TikTok Data Engineer Interview - First Round Experience

9/21/2024

Technical Interview (1st Round)

Questions:

Introduction and Background: The interviewer started by asking me about my current role and projects. I gave a brief overview of the data engineering projects I’ve been working on, especially focusing on big data technologies like Apache Spark.
Project Discussion: I was asked in detail about the data pipelines I had built, especially focusing on how I managed large-scale data processing using Spark. This included questions about my experience with ETL processes, and the challenges I faced while optimizing data pipelines.
Apache Spark and Salting Question: The tricky part of the interview came when they asked about salting in Spark. The interviewer wanted to know how I would apply salting to handle skewed data in a specific scenario:
- Scenario: You have a dataset of products, users, and their interaction timestamps. Some products are very popular and receive a disproportionate amount of interactions compared to others. How would you apply salting to distribute the load evenly across Spark partitions to prevent data skew?
- My Response: I explained the concept of salting as adding a “salt” (or random value) to the key to distribute the data more evenly across partitions. Here’s what I said:
  - I would create a new column that appends a random salt value to the product key. The idea is to divide the popular products into multiple groups, which would spread the load across different partitions.
  - For example, for each product_id, I would concatenate a random number (like salt = 0, 1, 2) to the product ID to generate new salted keys (e.g., product_id_0, product_id_1, product_id_2).
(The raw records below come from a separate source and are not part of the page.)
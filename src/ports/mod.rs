//! Storage ports. Services depend on these traits; Postgres adapters live in
//! `crate::adapters::postgres`, in-memory doubles in
//! `crate::adapters::in_memory`.

use async_trait::async_trait;
use chrono::{DateTime, Utc};
use thiserror::Error;
use uuid::Uuid;

use crate::domain::{
    Order, OrderStatus, PaymentOrder, PaymentOrderStatus, PaymentRefund, PaymentTransaction,
    Subscription, TransactionStatus,
};

#[derive(Error, Debug)]
pub enum StoreError {
    #[error("row not found")]
    NotFound,
    #[error("constraint violation: {0}")]
    Conflict(String),
    #[error("database error: {0}")]
    Database(String),
}

impl From<sqlx::Error> for StoreError {
    fn from(e: sqlx::Error) -> Self {
        match e {
            sqlx::Error::RowNotFound => StoreError::NotFound,
            sqlx::Error::Database(db)
                if matches!(db.kind(), sqlx::error::ErrorKind::UniqueViolation) =>
            {
                StoreError::Conflict(db.to_string())
            }
            other => StoreError::Database(other.to_string()),
        }
    }
}

pub type StoreResult<T> = Result<T, StoreError>;

/// Outcome of applying a webhook-delivered status event. `Stale` means a
/// newer event already set the status; the caller must not regress it.
#[derive(Debug, Clone, Copy, PartialEq, Eq)]
pub enum EventApply {
    Applied,
    Stale,
    NotFound,
}

#[async_trait]
pub trait PaymentOrderStore: Send + Sync {
    async fn insert(&self, order: &PaymentOrder) -> StoreResult<PaymentOrder>;
    async fn find_by_gateway_order(&self, gateway_order_id: &str)
        -> StoreResult<Option<PaymentOrder>>;
    async fn set_status(&self, id: Uuid, status: PaymentOrderStatus) -> StoreResult<()>;
    /// Flip `created` orders past their deadline to `expired`, returning the
    /// rows that changed so callers can invalidate caches.
    async fn expire_due(&self, now: DateTime<Utc>) -> StoreResult<Vec<PaymentOrder>>;
}

#[async_trait]
pub trait TransactionStore: Send + Sync {
    /// Insert keyed on `gateway_payment_id`. When a row already exists the
    /// existing row is returned untouched; the bool reports whether an
    /// insert actually happened. Repeat captures stay idempotent.
    async fn insert_or_get(
        &self,
        tx: &PaymentTransaction,
    ) -> StoreResult<(PaymentTransaction, bool)>;
    async fn find_by_gateway_payment(
        &self,
        gateway_payment_id: &str,
    ) -> StoreResult<Option<PaymentTransaction>>;
    /// Captured transaction linked (via its payment order) to the given order.
    async fn find_captured_by_order(&self, order_id: Uuid)
        -> StoreResult<Option<PaymentTransaction>>;
    /// Apply a webhook status event, guarded by the event timestamp so an
    /// older redelivered event never overwrites a newer status.
    async fn apply_status_event(
        &self,
        gateway_payment_id: &str,
        status: TransactionStatus,
        event_at: DateTime<Utc>,
    ) -> StoreResult<EventApply>;
    async fn mark_refunded(&self, id: Uuid, refunded_at: DateTime<Utc>) -> StoreResult<()>;
}

#[async_trait]
pub trait RefundStore: Send + Sync {
    async fn insert(&self, refund: &PaymentRefund) -> StoreResult<PaymentRefund>;
    async fn find_by_gateway_refund(
        &self,
        gateway_refund_id: &str,
    ) -> StoreResult<Option<PaymentRefund>>;
    /// Sum of non-failed refund amounts for a transaction.
    async fn refunded_total(&self, payment_id: Uuid) -> StoreResult<i64>;
    async fn apply_processed(
        &self,
        gateway_refund_id: &str,
        processed_at: DateTime<Utc>,
        event_at: DateTime<Utc>,
    ) -> StoreResult<EventApply>;
}

#[async_trait]
pub trait OrderStore: Send + Sync {
    async fn get(&self, id: Uuid) -> StoreResult<Option<Order>>;
    /// Status-guarded update: succeeds only while the row still holds `from`.
    /// Returns false when a concurrent writer got there first.
    async fn transition_status(
        &self,
        id: Uuid,
        from: OrderStatus,
        to: OrderStatus,
    ) -> StoreResult<bool>;
}

#[async_trait]
pub trait SubscriptionStore: Send + Sync {
    async fn insert(&self, subscription: &Subscription) -> StoreResult<Subscription>;
    async fn find_by_gateway_subscription(
        &self,
        gateway_subscription_id: &str,
    ) -> StoreResult<Option<Subscription>>;
    /// Advance the billing period from a `subscription.charged` event.
    async fn apply_charged(
        &self,
        gateway_subscription_id: &str,
        period_end: Option<DateTime<Utc>>,
        event_at: DateTime<Utc>,
    ) -> StoreResult<EventApply>;
}

/// User lookup. Users are managed elsewhere; payment creation only needs to
/// know whether the id resolves.
#[async_trait]
pub trait UserDirectory: Send + Sync {
    async fn exists(&self, user_id: Uuid) -> StoreResult<bool>;
}
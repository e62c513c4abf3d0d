//! Generic TTL idempotency store with atomic check-and-set registration.
//!
//! Two consumers: client-supplied `Idempotency-Key` headers on mutating
//! payment endpoints, and gateway event ids on webhook deliveries. Either
//! way the guarantee is the same: for a given (scope, key) exactly one
//! caller observes `New`; everyone else replays the recorded outcome.

use async_trait::async_trait;
use chrono::{DateTime, Utc};
use redis::AsyncCommands;
use serde::{Deserialize, Serialize};
use std::collections::HashMap;
use std::sync::Mutex;
use std::time::{Duration, Instant};

use crate::ports::StoreError;

const KEY_PREFIX: &str = "idem";

#[derive(Debug, Clone, Serialize, Deserialize)]
pub struct IdempotencyRecord {
    pub status_code: u16,
    pub response_body: String,
    pub created_at: DateTime<Utc>,
}

#[derive(Debug, Clone)]
pub enum Registration {
    /// First observation; the caller proceeds and must `complete` or
    /// `release` the placeholder.
    New,
    /// A concurrent caller holds the placeholder and has not completed yet.
    InFlight,
    /// A finished outcome exists; replay it instead of reprocessing.
    Replay(IdempotencyRecord),
}

#[async_trait]
pub trait IdempotencyStore: Send + Sync {
    /// Atomic check-and-set: insert a pending placeholder if and only if no
    /// live record exists. Never read-then-write; two concurrent callers
    /// with the same key must not both see `New`.
    async fn register(
        &self,
        scope: &str,
        key: &str,
        ttl: Duration,
    ) -> Result<Registration, StoreError>;

    /// Attach the final outcome for future replay.
    async fn complete(
        &self,
        scope: &str,
        key: &str,
        status_code: u16,
        response_body: String,
        remaining_ttl: Duration,
    ) -> Result<(), StoreError>;

    /// Drop a pending placeholder so a transient failure can be retried.
    async fn release(&self, scope: &str, key: &str) -> Result<(), StoreError>;
}

#[derive(Debug, Serialize, Deserialize)]
struct StoredRecord {
    pending: bool,
    status_code: Option<u16>,
    response_body: Option<String>,
    created_at: DateTime<Utc>,
}

impl StoredRecord {
    fn pending() -> Self {
        Self {
            pending: true,
            status_code: None,
            response_body: None,
            created_at: Utc::now(),
        }
    }

    fn into_registration(self) -> Registration {
        if self.pending {
            Registration::InFlight
        } else {
            Registration::Replay(IdempotencyRecord {
                status_code: self.status_code.unwrap_or(200),
                response_body: self.response_body.unwrap_or_default(),
                created_at: self.created_at,
            })
        }
    }
}

fn full_key(scope: &str, key: &str) -> String {
    format!("{}:{}:{}", KEY_PREFIX, scope, key)
}

fn store_err(e: impl std::fmt::Display) -> StoreError {
    StoreError::Database(e.to_string())
}

// --- Redis implementation ---

#[derive(Clone)]
pub struct RedisIdempotencyStore {
    client: redis::Client,
}

impl RedisIdempotencyStore {
    pub fn new(redis_url: &str) -> anyhow::Result<Self> {
        let client = redis::Client::open(redis_url)?;
        Ok(Self { client })
    }
}

#[async_trait]
impl IdempotencyStore for RedisIdempotencyStore {
    async fn register(
        &self,
        scope: &str,
        key: &str,
        ttl: Duration,
    ) -> Result<Registration, StoreError> {
        let mut conn = self
            .client
            .get_multiplexed_async_connection()
            .await
            .map_err(store_err)?;
        let key = full_key(scope, key);
        let placeholder = serde_json::to_string(&StoredRecord::pending()).map_err(store_err)?;

        // SET NX PX is the atomic check-and-set; a plain GET-then-SET would
        // let two concurrent deliveries both proceed as new.
        let set: Option<String> = redis::cmd("SET")
            .arg(&key)
            .arg(&placeholder)
            .arg("NX")
            .arg("PX")
            .arg(ttl.as_millis() as u64)
            .query_async(&mut conn)
            .await
            .map_err(store_err)?;

        if set.is_some() {
            return Ok(Registration::New);
        }

        let existing: Option<String> = conn.get(&key).await.map_err(store_err)?;
        match existing {
            Some(value) => {
                let record: StoredRecord = serde_json::from_str(&value).map_err(store_err)?;
                Ok(record.into_registration())
            }
            // Expired between SET NX and GET; the next delivery starts fresh.
            None => Ok(Registration::InFlight),
        }
    }

    async fn complete(
        &self,
        scope: &str,
        key: &str,
        status_code: u16,
        response_body: String,
        remaining_ttl: Duration,
    ) -> Result<(), StoreError> {
        let mut conn = self
            .client
            .get_multiplexed_async_connection()
            .await
            .map_err(store_err)?;
        let record = StoredRecord {
            pending: false,
            status_code: Some(status_code),
            response_body: Some(response_body),
            created_at: Utc::now(),
        };
        let value = serde_json::to_string(&record).map_err(store_err)?;
        let _: () = redis::cmd("SET")
            .arg(full_key(scope, key))
            .arg(value)
            .arg("PX")
            .arg(remaining_ttl.as_millis() as u64)
            .query_async(&mut conn)
            .await
            .map_err(store_err)?;
        Ok(())
    }

    async fn release(&self, scope: &str, key: &str) -> Result<(), StoreError> {
        let mut conn = self
            .client
            .get_multiplexed_async_connection()
            .await
            .map_err(store_err)?;
        let _: () = conn.del(full_key(scope, key)).await.map_err(store_err)?;
        Ok(())
    }
}

// --- In-memory implementation ---

/// Mutex-guarded map; registration is a single critical section, which gives
/// the same check-and-set guarantee as redis `SET NX`.
#[derive(Default)]
pub struct InMemoryIdempotencyStore {
    entries: Mutex<HashMap<String, (Instant, StoredRecord)>>,
}

impl InMemoryIdempotencyStore {
    pub fn new() -> Self {
        Self::default()
    }
}

#[async_trait]
impl IdempotencyStore for InMemoryIdempotencyStore {
    async fn register(
        &self,
        scope: &str,
        key: &str,
        ttl: Duration,
    ) -> Result<Registration, StoreError> {
        let key = full_key(scope, key);
        let now = Instant::now();
        let mut entries = self.entries.lock().expect("idempotency map poisoned");

        if let Some((deadline, record)) = entries.get(&key) {
            if *deadline > now {
                return Ok(match record.pending {
                    true => Registration::InFlight,
                    false => Registration::Replay(IdempotencyRecord {
                        status_code: record.status_code.unwrap_or(200),
                        response_body: record.response_body.clone().unwrap_or_default(),
                        created_at: record.created_at,
                    }),
                });
            }
        }

        entries.insert(key, (now + ttl, StoredRecord::pending()));
        Ok(Registration::New)
    }

    async fn complete(
        &self,
        scope: &str,
        key: &str,
        status_code: u16,
        response_body: String,
        remaining_ttl: Duration,
    ) -> Result<(), StoreError> {
        let key = full_key(scope, key);
        let record = StoredRecord {
            pending: false,
            status_code: Some(status_code),
            response_body: Some(response_body),
            created_at: Utc::now(),
        };
        self.entries
            .lock()
            .expect("idempotency map poisoned")
            .insert(key, (Instant::now() + remaining_ttl, record));
        Ok(())
    }

    async fn release(&self, scope: &str, key: &str) -> Result<(), StoreError> {
        self.entries
            .lock()
            .expect("idempotency map poisoned")
            .remove(&full_key(scope, key));
        Ok(())
    }
}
This would help balance the workload when doing joins or aggregations, thus mitigating the skew.
  - After the processing is complete, I would remove the salt to get back to the original product_id for further analysis.

Follow-up Questions:

How would you determine the number of salts needed?
What would be the impact of salting on query performance, and how would you optimize it?

Candidate's Approach

I explained the concept of salting and how it can be applied to manage skewed data in Spark. I detailed the process of creating new salted keys and the rationale behind it, emphasizing the importance of balancing the workload during data processing.

Interviewer's Feedback

No feedback provided.